In 1984 the "Oldtimer Festival" was part of the opening meetings for the new Grand-Prix-Circuit of the Nürburgring. The event was extended to a three day event.

In 1990 the DAMC 05 together with the ADMV organised during the Oldtimer Festival the one and only heat of the German Democratic Republic's championships for formula easter cars and for Trabants in the FRG.

In 1995 for the first time the Historic Formula One Championship visited the Oldtimer Festival.

In 2008 the Oldtimer Festival took place during the summer month for the last time.

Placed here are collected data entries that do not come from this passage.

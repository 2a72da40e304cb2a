use std::fmt;

use thiserror::Error;

pub type Result<T, E = Error> = std::result::Result<T, E>;

#[derive(Debug, Error)]
pub enum Error {
    #[error(transparent)]
    Api(#[from] ApiError),

    #[error(transparent)]
    Schema(#[from] SchemaError),

    #[error(transparent)]
    Format(#[from] FormatError),

    #[error("{operation}: response body is not valid JSON")]
    Decode {
        operation: &'static str,
        #[source]
        source: serde_json::Error,
    },

    #[error("Could not complete HTTP request")]
    Transport(#[from] reqwest::Error),

    #[error("Invalid base URL: {0}")]
    BaseUrl(String),

    #[error("Invalid argument: {0}")]
    InvalidArgument(String),
}

/// The server answered with something other than `200 OK`.
#[derive(Debug, Clone, PartialEq, Eq, Error)]
#[error(
    "{operation}: the server returned HTTP {status} {reason}. Response body:\n[{body}]"
)]
pub struct ApiError {
    pub operation: &'static str,
    pub status: u16,
    pub reason: String,
    pub body: String,
}

/// A JSON node did not have the structure its record type requires.
#[derive(Debug, Clone, PartialEq, Eq, Error)]
#[error("{shape}: {problem} at `{path}`")]
pub struct SchemaError {
    /// The record type that was being built.
    pub shape: &'static str,
    /// Location of the offending value, e.g. `EducatorEventsDays[1].DayStudyEvents[0].Subject`.
    pub path: String,
    /// Last object key on the path, if any.
    pub field: Option<String>,
    pub problem: SchemaProblem,
}

#[derive(Debug, Clone, PartialEq, Eq)]
pub enum SchemaProblem {
    MissingField,
    NullField,
    WrongType(String),
}

impl fmt::Display for SchemaProblem {
    fn fmt(&self, f: &mut fmt::Formatter<'_>) -> fmt::Result {
        match self {
            Self::MissingField => f.write_str("missing required field"),
            Self::NullField => f.write_str("required field is null"),
            Self::WrongType(message) => f.write_str(message),
        }
    }
}

/// A date/time string was present but did not match its expected encoding.
#[derive(Debug, Clone, PartialEq, Eq, Error)]
#[error("field `{field}`: could not parse {value:?} (expected format {expected})")]
pub struct FormatError {
    pub field: String,
    pub value: String,
    pub expected: &'static str,
}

In 2009 the meeting had to be cancelled because of problems with the international race calendar.

== The present ==
In 2010 the 27th Oldtimer Festival took place from 10 to 12 September 2010 on the Nürburgring. As a part of the Oldtimer Festival in 2010 the tradition and name of the renowned ADAC 1000 km of Nürburgring will be continued. In contrast to former years, the race is organised for older cars and therefore the term “classic” was added to the name.

== Jan-Wellem-Pokal ==

The Jan-Wellem-Pokal (Jan Wellem Trophy) is named after count Johann Wilhelm, Elector Palatine (1658–1716), in Düsseldorf commonly known as Jan Wellem.

The trophy is awarded to the victor achieving the biggest time gap in the car races.

As bikes and sidecars compete under the regularity trial regulations, the Jan Wellem Trophy is given to the most consistent driver.